La perdita del ruolo della cavalleria come vero strumento di guerra ha ormai reso una pratica pensata come esercizio militare e come metodo per evitare conflitti ben più sanguinosi, in una sorta di rappresentazione favolosa da arricchire con scene tratte dalla letteratura.

Tra il Seicento e il Settecento abbiamo un numero limitato di documenti che attestano una giostra e dobbiamo aspettare il compleanno di Napoleone Bonaparte per avere nuove informazioni sulle competizioni cavalleresche ad Arezzo. Dopo il 1810, dunque, non abbiamo notizie sulla nostra amata competizione fino al 1904.

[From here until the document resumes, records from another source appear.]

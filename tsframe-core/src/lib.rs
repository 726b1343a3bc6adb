//! 188-byte frame reassembly over TCP.
//! The host supplies a target and a mode; the core reads, validates and counts
//! frames on a worker thread and hands back events and a final report.

pub mod accumulator;
pub mod cancel;
pub mod connection;
pub mod error;
pub mod event;
pub mod frame;
pub mod reader;
pub mod session;
pub mod source;
pub mod stats;

pub use accumulator::FrameAccumulator;
pub use cancel::CancelToken;
pub use connection::{open, Connection, Mode, ReadOutcome, Target, TcpConnection};
pub use error::{SessionError, SourceError};
pub use event::{EventKind, EventReceiver, EventSink, SessionEvent};
pub use frame::{validate, Frame, Validity, FRAME_LEN, SYNC_BYTE};
pub use reader::{
    BlockingFrameReader, FrameReader, NonBlockingFrameReader, ReaderConfig, SessionReport,
};
pub use session::{Session, SessionHandle, SessionSlot};
pub use source::SourceConfig;
pub use stats::StatsReport;
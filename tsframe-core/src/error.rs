//! Error types. Every session error is terminal for that session.

/// Why a session stopped early. Statistics gathered before the error are kept
/// alongside it in `SessionReport`.
#[derive(Debug, thiserror::Error)]
pub enum SessionError {
    /// Address invalid, refused, timed out or unreachable.
    #[error("connect to {target} failed: {source}")]
    ConnectFailed {
        target: String,
        #[source]
        source: std::io::Error,
    },
    /// Transport error in the middle of the stream.
    #[error("read failed: {0}")]
    ReadFailed(#[source] std::io::Error),
    /// External cancel observed between reads or during a backoff sleep.
    #[error("session cancelled")]
    Cancelled,
}

impl SessionError {
    pub fn connect_failed(target: impl Into<String>, source: std::io::Error) -> Self {
        SessionError::ConnectFailed {
            target: target.into(),
            source,
        }
    }

    pub fn is_cancelled(&self) -> bool {
        matches!(self, SessionError::Cancelled)
    }
}

/// Errors from the test stream source.
#[derive(Debug, thiserror::Error)]
pub enum SourceError {
    #[error("bind {addr} failed: {source}")]
    Bind {
        addr: String,
        #[source]
        source: std::io::Error,
    },
    #[error("accept failed: {0}")]
    Accept(#[source] std::io::Error),
    #[error("socket setup failed: {0}")]
    Setup(#[from] std::io::Error),
}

Nel 1904 al Prato si esibirono in una giostra i Dragoni di casa Savoia per festeggiare il centenario della nascita del poeta Francesco Petrarca, aretino. Di sicuro questo evento non aveva due caratteristiche: la competizione a cavallo con la lancia e lo scenario di Piazza Grande. Le caratteristiche peculiari, come è noto, vennero introdotte a partire dal 1931, nel tentativo di dare più aderenza storica alla nostra competizione cavalleresca.

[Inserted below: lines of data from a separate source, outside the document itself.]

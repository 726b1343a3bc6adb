//! Process-wide logging setup.

use tracing_subscriber::{layer::SubscriberExt, util::SubscriberInitExt, EnvFilter};

/// Install the fmt subscriber, filtered by `RUST_LOG` (default `info`).
/// Only the first call in a process takes effect; later calls are no-ops.
pub fn init_logging() {
    let filter = EnvFilter::try_from_default_env().unwrap_or_else(|_| EnvFilter::new("info"));

    let fmt_layer = tracing_subscriber::fmt::layer()
        .with_target(true)
        .with_thread_names(true)
        .with_line_number(true);

    if tracing_subscriber::registry()
        .with(filter)
        .with(fmt_layer)
        .try_init()
        .is_ok()
    {
        tracing::debug!("logging initialized");
    }
}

A proposito del premio, un tempo non era certamente una lancia d’oro. In uno dei più antichi documenti sulla Giostra ad Arezzo, 6 agosto 1535, riguarda la manifestazione organizzata dal Comune per la ricorrenza del Santo Patrono della città, San Donato. Premio per il vincitore, un palio violaceo del valore di 35 lire, un oggetto di grande valore nel Medioevo (Dini-Magrini). Avere come premio un panno di pregio, spesso dipinto, è in linea con quanto veniva effettivamente elargito nel medioevo. Il comparto del Casentino e Firenze erano ben noti per la loro manifattura tessile, avere “panni” raffinati era considerato un premio prestigioso.

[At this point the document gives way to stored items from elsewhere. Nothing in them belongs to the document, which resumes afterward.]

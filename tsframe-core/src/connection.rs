//! TCP connection handle and opener, in blocking or non-blocking mode.
//!
//! Readers only see the `Connection` trait, so tests can script reads with a
//! mock. `TcpConnection` is the real socket; it is closed when dropped, and the
//! reader driving it is its only owner.

use std::fmt;
use std::io::{self, Read};
use std::net::{SocketAddr, ToSocketAddrs};

use serde::{Deserialize, Serialize};
use socket2::{Domain, Protocol, SockAddr, Socket, Type};

use crate::error::SessionError;
use crate::reader::ReaderConfig;

/// I/O discipline for a session.
#[derive(Debug, Clone, Copy, PartialEq, Eq, Default, Serialize, Deserialize)]
#[serde(rename_all = "snake_case")]
pub enum Mode {
    #[default]
    Blocking,
    NonBlocking,
}

impl fmt::Display for Mode {
    fn fmt(&self, f: &mut fmt::Formatter<'_>) -> fmt::Result {
        match self {
            Mode::Blocking => f.write_str("blocking"),
            Mode::NonBlocking => f.write_str("non_blocking"),
        }
    }
}

/// Remote endpoint to read from.
#[derive(Debug, Clone, PartialEq, Eq)]
pub struct Target {
    pub host: String,
    pub port: u16,
}

impl Target {
    pub fn new(host: impl Into<String>, port: u16) -> Self {
        Self {
            host: host.into(),
            port,
        }
    }

    fn resolve(&self) -> io::Result<Vec<SocketAddr>> {
        let addrs: Vec<SocketAddr> = (self.host.as_str(), self.port)
            .to_socket_addrs()?
            .collect();
        if addrs.is_empty() {
            return Err(io::Error::new(
                io::ErrorKind::InvalidInput,
                "host resolved to no addresses",
            ));
        }
        Ok(addrs)
    }
}

impl fmt::Display for Target {
    fn fmt(&self, f: &mut fmt::Formatter<'_>) -> fmt::Result {
        write!(f, "{}:{}", self.host, self.port)
    }
}

/// Result of one read attempt.
#[derive(Debug)]
pub enum ReadOutcome {
    /// `n` bytes were written to the front of the buffer. `Data(0)` is treated like `WouldBlock`.
    Data(usize),
    EndOfStream,
    WouldBlock,
    Error(io::Error),
}

impl ReadOutcome {
    /// Map a `read(2)`-style result onto an outcome.
    pub fn from_io(result: io::Result<usize>) -> Self {
        match result {
            Ok(0) => ReadOutcome::EndOfStream,
            Ok(n) => ReadOutcome::Data(n),
            Err(e)
                if matches!(
                    e.kind(),
                    io::ErrorKind::WouldBlock
                        | io::ErrorKind::TimedOut
                        | io::ErrorKind::Interrupted
                ) =>
            {
                ReadOutcome::WouldBlock
            }
            Err(e) => ReadOutcome::Error(e),
        }
    }
}

/// An open stream a reader can drive. Dropping it closes it.
pub trait Connection: Send {
    /// True once the connection is established. Blocking connections are always
    /// established; non-blocking ones report progress of the pending connect.
    fn poll_connected(&mut self) -> io::Result<bool>;

    /// One read attempt into `buf`.
    fn read(&mut self, buf: &mut [u8]) -> ReadOutcome;

    /// Remote address, when known. Used in logs and connect errors.
    fn peer(&self) -> Option<SocketAddr> {
        None
    }
}

/// TCP socket opened by `open`.
#[derive(Debug)]
pub struct TcpConnection {
    socket: Socket,
    mode: Mode,
    peer: SocketAddr,
}

impl TcpConnection {
    pub fn mode(&self) -> Mode {
        self.mode
    }
}

impl Connection for TcpConnection {
    fn poll_connected(&mut self) -> io::Result<bool> {
        if self.mode == Mode::Blocking {
            return Ok(true);
        }
        if let Some(e) = self.socket.take_error()? {
            return Err(e);
        }
        match self.socket.peer_addr() {
            Ok(_) => Ok(true),
            Err(e) if e.kind() == io::ErrorKind::NotConnected => Ok(false),
            Err(e) => Err(e),
        }
    }

    fn read(&mut self, buf: &mut [u8]) -> ReadOutcome {
        ReadOutcome::from_io(self.socket.read(buf))
    }

    fn peer(&self) -> Option<SocketAddr> {
        Some(self.peer)
    }
}

impl Drop for TcpConnection {
    fn drop(&mut self) {
        tracing::debug!(peer = %self.peer, mode = %self.mode, "closing connection");
    }
}

/// Open a TCP connection to `target`.
///
/// Blocking: returns once connected (or failed), trying every resolved
/// address in turn. Non-blocking: returns as soon as the connect is in
/// flight; callers poll `poll_connected` until it reports true.
pub fn open(
    target: &Target,
    mode: Mode,
    config: &ReaderConfig,
) -> Result<TcpConnection, SessionError> {
    let fail = |e: io::Error| SessionError::connect_failed(target.to_string(), e);
    let addrs = target.resolve().map_err(fail)?;
    match mode {
        Mode::Blocking => {
            let mut last_err = None;
            for addr in addrs {
                match connect_blocking(addr, config) {
                    Ok(socket) => {
                        tracing::info!(%target, peer = %addr, "connected");
                        return Ok(TcpConnection {
                            socket,
                            mode,
                            peer: addr,
                        });
                    }
                    Err(e) => {
                        tracing::debug!(peer = %addr, error = %e, "connect attempt failed");
                        last_err = Some(e);
                    }
                }
            }
            Err(fail(last_err.unwrap_or_else(|| {
                io::Error::new(
                    io::ErrorKind::NotConnected,
                    "no address accepted the connection",
                )
            })))
        }
        Mode::NonBlocking => {
            let addr = addrs[0];
            let socket = connect_non_blocking(addr).map_err(fail)?;
            tracing::info!(%target, peer = %addr, "connect in progress");
            Ok(TcpConnection {
                socket,
                mode,
                peer: addr,
            })
        }
    }
}

fn new_stream_socket(addr: SocketAddr) -> io::Result<Socket> {
    Socket::new(Domain::for_address(addr), Type::STREAM, Some(Protocol::TCP))
}

fn connect_blocking(addr: SocketAddr, config: &ReaderConfig) -> io::Result<Socket> {
    let socket = new_stream_socket(addr)?;
    let sock_addr = SockAddr::from(addr);
    match config.connect_timeout {
        Some(timeout) => socket.connect_timeout(&sock_addr, timeout)?,
        None => socket.connect(&sock_addr)?,
    }
    socket.set_read_timeout(config.read_timeout)?;
    Ok(socket)
}

fn connect_non_blocking(addr: SocketAddr) -> io::Result<Socket> {
    let socket = new_stream_socket(addr)?;
    socket.set_nonblocking(true)?;
    match socket.connect(&SockAddr::from(addr)) {
        Ok(()) => Ok(socket),
        Err(e) if connect_in_progress(&e) => Ok(socket),
        Err(e) => Err(e),
    }
}

#[cfg(unix)]
fn connect_in_progress(e: &io::Error) -> bool {
    e.raw_os_error() == Some(libc::EINPROGRESS) || e.kind() == io::ErrorKind::WouldBlock
}

#[cfg(not(unix))]
fn connect_in_progress(e: &io::Error) -> bool {
    e.kind() == io::ErrorKind::WouldBlock
}

#[cfg(test)]
mod tests {
    use super::*;
    use std::net::TcpListener;

    #[test]
    fn read_outcome_mapping() {
        assert!(matches!(ReadOutcome::from_io(Ok(0)), ReadOutcome::EndOfStream));
        assert!(matches!(ReadOutcome::from_io(Ok(12)), ReadOutcome::Data(12)));
        let wb = io::Error::from(io::ErrorKind::WouldBlock);
        assert!(matches!(ReadOutcome::from_io(Err(wb)), ReadOutcome::WouldBlock));
        let to = io::Error::from(io::ErrorKind::TimedOut);
        assert!(matches!(ReadOutcome::from_io(Err(to)), ReadOutcome::WouldBlock));
        let reset = io::Error::from(io::ErrorKind::ConnectionReset);
        assert!(matches!(ReadOutcome::from_io(Err(reset)), ReadOutcome::Error(_)));
    }

    #[test]
    fn mode_serde_names() {
        #[derive(Deserialize)]
        struct Wrap {
            mode: Mode,
        }
        let w: Wrap = toml::from_str("mode = \"non_blocking\"").unwrap();
        assert_eq!(w.mode, Mode::NonBlocking);
        assert_eq!(Mode::NonBlocking.to_string(), "non_blocking");
    }

    #[test]
    fn blocking_open_connects_to_listener() {
        let listener = TcpListener::bind("127.0.0.1:0").unwrap();
        let port = listener.local_addr().unwrap().port();
        let mut conn = open(
            &Target::new("127.0.0.1", port),
            Mode::Blocking,
            &ReaderConfig::default(),
        )
        .unwrap();
        assert!(conn.poll_connected().unwrap());
        assert_eq!(conn.peer().map(|p| p.port()), Some(port));
    }

    #[test]
    fn non_blocking_open_eventually_connects() {
        let listener = TcpListener::bind("127.0.0.1:0").unwrap();
        let port = listener.local_addr().unwrap().port();
        let mut conn = open(
            &Target::new("127.0.0.1", port),
            Mode::NonBlocking,
            &ReaderConfig::default(),
        )
        .unwrap();
        let mut connected = false;
        for _ in 0..1000 {
            if conn.poll_connected().unwrap() {
                connected = true;
                break;
            }
            std::thread::sleep(std::time::Duration::from_millis(1));
        }
        assert!(connected);
        assert!(matches!(conn.read(&mut [0u8; 16]), ReadOutcome::WouldBlock));
    }

    #[test]
    fn refused_connect_is_connect_failed() {
        // Bind then drop to get a port with nothing listening.
        let port = TcpListener::bind("127.0.0.1:0")
            .unwrap()
            .local_addr()
            .unwrap()
            .port();
        let err = open(
            &Target::new("127.0.0.1", port),
            Mode::Blocking,
            &ReaderConfig::default(),
        )
        .unwrap_err();
        assert!(matches!(err, SessionError::ConnectFailed { .. }));
    }

    #[test]
    fn unresolvable_host_is_connect_failed() {
        let err = open(
            &Target::new("no-such-host.invalid", 9999),
            Mode::NonBlocking,
            &ReaderConfig::default(),
        )
        .unwrap_err();
        assert!(matches!(err, SessionError::ConnectFailed { .. }));
    }
}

La data di nascita della prima giostra moderna è il 7 agosto 1931. La competizione assomigliava molto a quella odierna, ma di sicuro era più teatrale e non aveva tenuto conto delle antiche divisioni dei quartieri. Già dalla seguente edizione i quartieri tornano ad essere… quattro. Della prima edizione esistono alcuni piatti commemorativi che definiscono i quartieri “rioni”. Come abbiamo avuto già modo di vedere, la Giostra ha compiuto molti passi in avanti per arrivare ad essere il più possibile aderente alla storia cittadina. Forse può essere considerata una curiosità che la prima corsa non fosse pensata per attraversare diagonalmente Piazza Grande, ma seguiva il percorso di via Bicchieraia, facendo correre i cavalieri in salita verso, indicativamente, Borgunto.

In chiusura di questo articolo, vorrei ricordare alcuni dei personaggi illustri, di cui abbiamo notizia, che hanno visitato la città di Arezzo e hanno assistito ad una Giostra fatta in loro onore. Nel Cinquecento partecipano ai festeggiamenti il duca di Firenze Alessandro dei Medici e quarant’anni più tardi il Granduca Ferdinando I dei Medici, uno dei pochi davvero amati dagli aretini. Nel 1677 alla presenza del Barone de Sisi si svolge una giostra della quale ci rimangono i capitoli ed è alla base di molte delle regole odierne.

L’abitudine di avere ospiti illustri alla Giostra e di celebrali tramite lo spettacolo non si è perduta nel tempo anche se non abbiamo notizie certe sulle giostre successive a quella del 1677.

Alberto Sordi, ospite d’onore della Giostra straordinaria del 2000

Il principe Umberto di Savoia e la principessa Maria Josè visitano la città nel 1938 proprio in occasione della 39° edizione estiva, lo spettacolo fu particolarmente apprezzato dai principi, da quanto risulta dai giornali dell’epoca (Berti Luca – La vittoria conseguita nel 1931 dal rione di Porta Burgi nella lunga vicenda della Giostra del Saracino).

Nel 1984 è il presidente Sandro Pertini a tenere tra le mani la lancia d’oro e a consegnarla nelle mani del quartiere di Sant’Andrea. Nel 2000 la lancia d’oro numero 100 è dedicata al grande Alberto Sordi, che festeggia in piazza e nel Quartiere che ha vinto: Porta Crucifera.

In chiusura, vorrei ringraziare l’Alfiere per avermi dato la possibilità di scrivere questo articolo, spero possa essere di spunto a tutti gli appassionati della nostra amata Giostra per portare avanti questa bellissima realtà.